*** Source data ***

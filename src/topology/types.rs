//! Topology type definitions.
//!
//! This file contains the layout families the builders know how to produce
//! (Mesh, Hierarchical, Ring, Star, Small-world, Scale-free, Hybrid).

use serde::{Deserialize, Serialize};

/// Layout family of the connectivity graph
#[derive(Debug, Clone, Copy, PartialEq, Eq, Hash, Serialize, Deserialize)]
#[serde(rename_all = "kebab-case")]
pub enum TopologyType {
    /// Every agent connects to every other agent
    Mesh,
    /// Coordinators form a clique, everyone else hangs off one coordinator
    Hierarchical,
    /// Each agent connects to its successor, wrapping around
    Ring,
    /// A single hub connects to every other agent
    Star,
    /// Ring lattice with random long-range rewiring
    SmallWorld,
    /// High-throughput hubs with preferential attachment
    ScaleFree,
    /// Hierarchical backbone plus random shortcuts
    Hybrid,
}

impl TopologyType {
    pub const ALL: [TopologyType; 7] = [
        TopologyType::Mesh,
        TopologyType::Hierarchical,
        TopologyType::Ring,
        TopologyType::Star,
        TopologyType::SmallWorld,
        TopologyType::ScaleFree,
        TopologyType::Hybrid,
    ];

    /// Returns the configuration name of this topology type
    pub fn as_str(&self) -> &'static str {
        match self {
            TopologyType::Mesh => "mesh",
            TopologyType::Hierarchical => "hierarchical",
            TopologyType::Ring => "ring",
            TopologyType::Star => "star",
            TopologyType::SmallWorld => "small-world",
            TopologyType::ScaleFree => "scale-free",
            TopologyType::Hybrid => "hybrid",
        }
    }
}

impl std::fmt::Display for TopologyType {
    fn fmt(&self, f: &mut std::fmt::Formatter<'_>) -> std::fmt::Result {
        f.write_str(self.as_str())
    }
}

*** End of Source data ***

If a line of the data above contains "impl", copy it out.

**Your response:**
impl TopologyType {
impl std::fmt::Display for TopologyType {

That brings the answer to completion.